The Black Buccaneer by Stephen W Meader
When they woke it was to the regular heave and lurch of a sailing vessel in motion, and Jeremy, looking out the port, beheld the crisp, sparkling blue of open sea.
There were two suits of every-day clothes upon the cabin bench and into these the boys climbed, impatient to get out on deck. The ship was the big merchantman, Indian Queen, though Bob, used as he was to her appearance, would hardly have known her in her new guise. Long lines of black cannon grimly faced the open ports along either side. The rail had been built up solidly to a height of about six feet, so that the main deck was now a typical gun deck, open overhead. Her regular crew of seasoned mariners was augmented by as many more longshoremen, all good men, picked for their courage and hand-to-hand fighting ability.
Job, who acted as second mate and was in full charge of the gun crews, took the boys proudly from one big carronade to another, explaining each improvement which his experience or ingenuity had devised. His chief pride was the long nine-pounder in the bows. She was a swivel gun set on bearings so finely adjusted and well-greased that one man could aim her. Job patted her shiny brass rump lovingly as he looked across the blue swells ahead. He could hardly wait for the hour when he should set a match to her breach.
Clarke Curtis joined the group a few minutes later, and they went together to the main cabin. Bob's father, Mr. Ghent, the Captain, and Job Howland settled themselves comfortably over long pipes and glasses of port, and prepared to hear the boys' story. Jeremy, bashful in such fine company, was persuaded to recount his adventures from the time Job had gone over the side till the kidnapped Delaware boy had come aboard. Then Bob took up the tale and told with much spirit of the storm, the trip up the Chesapeake and the subsequent pursuit of the Francis off the Capes. From this point on the two lads told the story together, eagerly interrupting each other to put in some incident forgotten for the moment. When they came to the discovery of Pharaoh Daggs' chart, Job sat up with a jerk. "I always thought he knew!" he exclaimed. "Jeremy, lad, could ye draw me a picture of what 'twas like?" The boy readily consented, and given a piece of paper, proceeded to set down, from his memory of the outline and from the general measurements he had taken, a very fair copy of the original.
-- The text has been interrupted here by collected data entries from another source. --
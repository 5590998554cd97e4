//! End-to-end echo: a pooled server, one client, ordered delivery.

mod common;

use std::sync::{Arc, Mutex};
use std::thread;
use std::time::Duration;

use crossbeam_channel::unbounded;
use revio::{EventLoopThread, TcpClient, TcpServer};

#[test]
fn echo_round_trip_with_io_pool() {
    common::init_logging();
    let base = EventLoopThread::start("echo-base", None).unwrap();
    let mut server = TcpServer::new(
        base.loop_handle().clone(),
        "127.0.0.1:0".parse().unwrap(),
        "echo",
    )
    .unwrap();
    server.set_thread_num(4);
    server.set_message_callback(|conn, buffer, _when| {
        let data = buffer.retrieve_all_as_bytes();
        conn.send(&data);
    });
    server.start().unwrap();
    let addr = server.local_addr();

    let client_loop = EventLoopThread::start("echo-client", None).unwrap();
    let mut client = TcpClient::new(client_loop.loop_handle().clone(), addr, "echo-client");
    let (up_tx, up_rx) = unbounded();
    let (msg_tx, msg_rx) = unbounded();
    let (wc_tx, wc_rx) = unbounded();
    client.set_connection_callback(move |conn| {
        up_tx.send(conn.connected()).unwrap();
    });
    client.set_message_callback(move |_conn, buffer, _when| {
        if buffer.readable_bytes() >= 5 {
            msg_tx.send(buffer.retrieve_all_as_bytes()).unwrap();
        }
    });
    client.set_write_complete_callback(move |_conn| {
        let _ = wc_tx.send(());
    });
    client.connect();

    assert!(up_rx.recv_timeout(Duration::from_secs(5)).unwrap());
    let conn = client.connection().unwrap();
    conn.send(b"hello");

    let echoed = msg_rx.recv_timeout(Duration::from_secs(5)).unwrap();
    assert_eq!(echoed, b"hello");

    // Write-complete fired exactly once for the single send.
    wc_rx.recv_timeout(Duration::from_secs(5)).unwrap();
    thread::sleep(Duration::from_millis(100));
    assert!(wc_rx.try_recv().is_err());

    // Disconnect: the server observes EOF, tears down, and the client
    // sees the down transition.
    conn.shutdown();
    assert!(!up_rx.recv_timeout(Duration::from_secs(5)).unwrap());
}

#[test]
fn cross_thread_sends_arrive_in_order() {
    common::init_logging();
    const SENDS: usize = 1000;

    let base = EventLoopThread::start("order-base", None).unwrap();
    let mut server = TcpServer::new(
        base.loop_handle().clone(),
        "127.0.0.1:0".parse().unwrap(),
        "order",
    )
    .unwrap();
    server.set_thread_num(2);
    let received = Arc::new(Mutex::new(Vec::new()));
    let (done_tx, done_rx) = unbounded();
    let received2 = received.clone();
    server.set_message_callback(move |_conn, buffer, _when| {
        let mut received = received2.lock().unwrap();
        received.extend_from_slice(&buffer.retrieve_all_as_bytes());
        if received.len() >= SENDS * 4 {
            let _ = done_tx.send(());
        }
    });
    server.start().unwrap();
    let addr = server.local_addr();

    let client_loop = EventLoopThread::start("order-client", None).unwrap();
    let mut client = TcpClient::new(client_loop.loop_handle().clone(), addr, "order-client");
    let (up_tx, up_rx) = unbounded();
    client.set_connection_callback(move |conn| {
        if conn.connected() {
            let _ = up_tx.send(conn.clone());
        }
    });
    client.connect();

    let conn = up_rx.recv_timeout(Duration::from_secs(5)).unwrap();
    // A plain thread, not an I/O thread: every send marshals onto the
    // connection's loop.
    let sender = thread::spawn(move || {
        for i in 0..SENDS {
            let payload = format!("{i:04}");
            conn.send(payload.as_bytes());
        }
    });
    sender.join().unwrap();

    done_rx.recv_timeout(Duration::from_secs(10)).unwrap();
    let received = received.lock().unwrap();
    let expected: Vec<u8> = (0..SENDS).flat_map(|i| format!("{i:04}").into_bytes()).collect();
    assert_eq!(*received, expected);
}
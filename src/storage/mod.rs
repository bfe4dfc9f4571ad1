//! Durable key-value storage for session-scoped client state
//!
//! The browser keeps guest carts and auth sessions in local storage; this
//! module is the equivalent seam for native callers. `MemoryStore` covers
//! ephemeral sessions and tests, `FileStore` keeps state across restarts.

use async_trait::async_trait;
use log::warn;
use serde_json::Value;
use std::collections::HashMap;
use std::path::PathBuf;
use std::sync::Mutex;

use crate::error::Error;

/// Async durable key-value store
///
/// Values are opaque strings; callers serialize their own payloads. A missing
/// key loads as `None`, never as an error.
#[async_trait]
pub trait LocalStore: Send + Sync {
    /// Load the value stored under `key`
    async fn load(&self, key: &str) -> Result<Option<String>, Error>;

    /// Save `value` under `key`, replacing any previous value
    async fn save(&self, key: &str, value: &str) -> Result<(), Error>;

    /// Remove the value stored under `key`
    async fn clear(&self, key: &str) -> Result<(), Error>;
}

/// In-memory store, scoped to the lifetime of the client
#[derive(Debug, Default)]
pub struct MemoryStore {
    entries: Mutex<HashMap<String, String>>,
}

impl MemoryStore {
    /// Create a new empty MemoryStore
    pub fn new() -> Self {
        Self::default()
    }
}

#[async_trait]
impl LocalStore for MemoryStore {
    async fn load(&self, key: &str) -> Result<Option<String>, Error> {
        let entries = self.entries.lock().unwrap();
        Ok(entries.get(key).cloned())
    }

    async fn save(&self, key: &str, value: &str) -> Result<(), Error> {
        let mut entries = self.entries.lock().unwrap();
        entries.insert(key.to_string(), value.to_string());
        Ok(())
    }

    async fn clear(&self, key: &str) -> Result<(), Error> {
        let mut entries = self.entries.lock().unwrap();
        entries.remove(key);
        Ok(())
    }
}

/// File-backed store holding all keys in a single JSON object
///
/// A missing or unreadable file is treated as an empty store, so a corrupted
/// payload degrades to "no saved state" instead of failing every operation.
#[derive(Debug, Clone)]
pub struct FileStore {
    path: PathBuf,
}

impl FileStore {
    /// Create a new FileStore backed by the file at `path`
    pub fn new(path: impl Into<PathBuf>) -> Self {
        Self { path: path.into() }
    }

    async fn read_entries(&self) -> HashMap<String, String> {
        let bytes = match tokio::fs::read(&self.path).await {
            Ok(bytes) => bytes,
            Err(_) => return HashMap::new(),
        };

        match serde_json::from_slice::<HashMap<String, Value>>(&bytes) {
            Ok(map) => map
                .into_iter()
                .filter_map(|(key, value)| match value {
                    Value::String(value) => Some((key, value)),
                    _ => None,
                })
                .collect(),
            Err(err) => {
                warn!(
                    "Discarding unreadable store file {}: {}",
                    self.path.display(),
                    err
                );
                HashMap::new()
            }
        }
    }

    async fn write_entries(&self, entries: &HashMap<String, String>) -> Result<(), Error> {
        let json = serde_json::to_vec_pretty(entries)?;
        tokio::fs::write(&self.path, json)
            .await
            .map_err(|err| Error::storage(format!("{}: {}", self.path.display(), err)))
    }
}

#[async_trait]
impl LocalStore for FileStore {
    async fn load(&self, key: &str) -> Result<Option<String>, Error> {
        let entries = self.read_entries().await;
        Ok(entries.get(key).cloned())
    }

    async fn save(&self, key: &str, value: &str) -> Result<(), Error> {
        let mut entries = self.read_entries().await;
        entries.insert(key.to_string(), value.to_string());
        self.write_entries(&entries).await
    }

    async fn clear(&self, key: &str) -> Result<(), Error> {
        let mut entries = self.read_entries().await;
        if entries.remove(key).is_some() {
            self.write_entries(&entries).await?;
        }
        Ok(())
    }
}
The ex-buccaneer leaned over him as he drew, and shook his head doubtfully as the work went on. "No," he said when the boy had finished, "I can't recall such a bay just this minute. An' as there was nothin' on it to tell where it might be, I don't know as there's anything for us to do. Like as not it's on some little island as isn't set down, so 'twould be scant use to look over the ship's charts. Still, I'll try it." A half-day of poring over the maps produced no result. There were bays large and small that resembled the one Jeremy had drawn, but none closely enough to warrant the belief that it was the same. "Well," remarked Job as he put away the charts, "Daggs'll never live to reach his bay. He'll swing on Charles Town Dock, an' I mistake not." But in that saying at least the ex-pirate proved himself no prophet.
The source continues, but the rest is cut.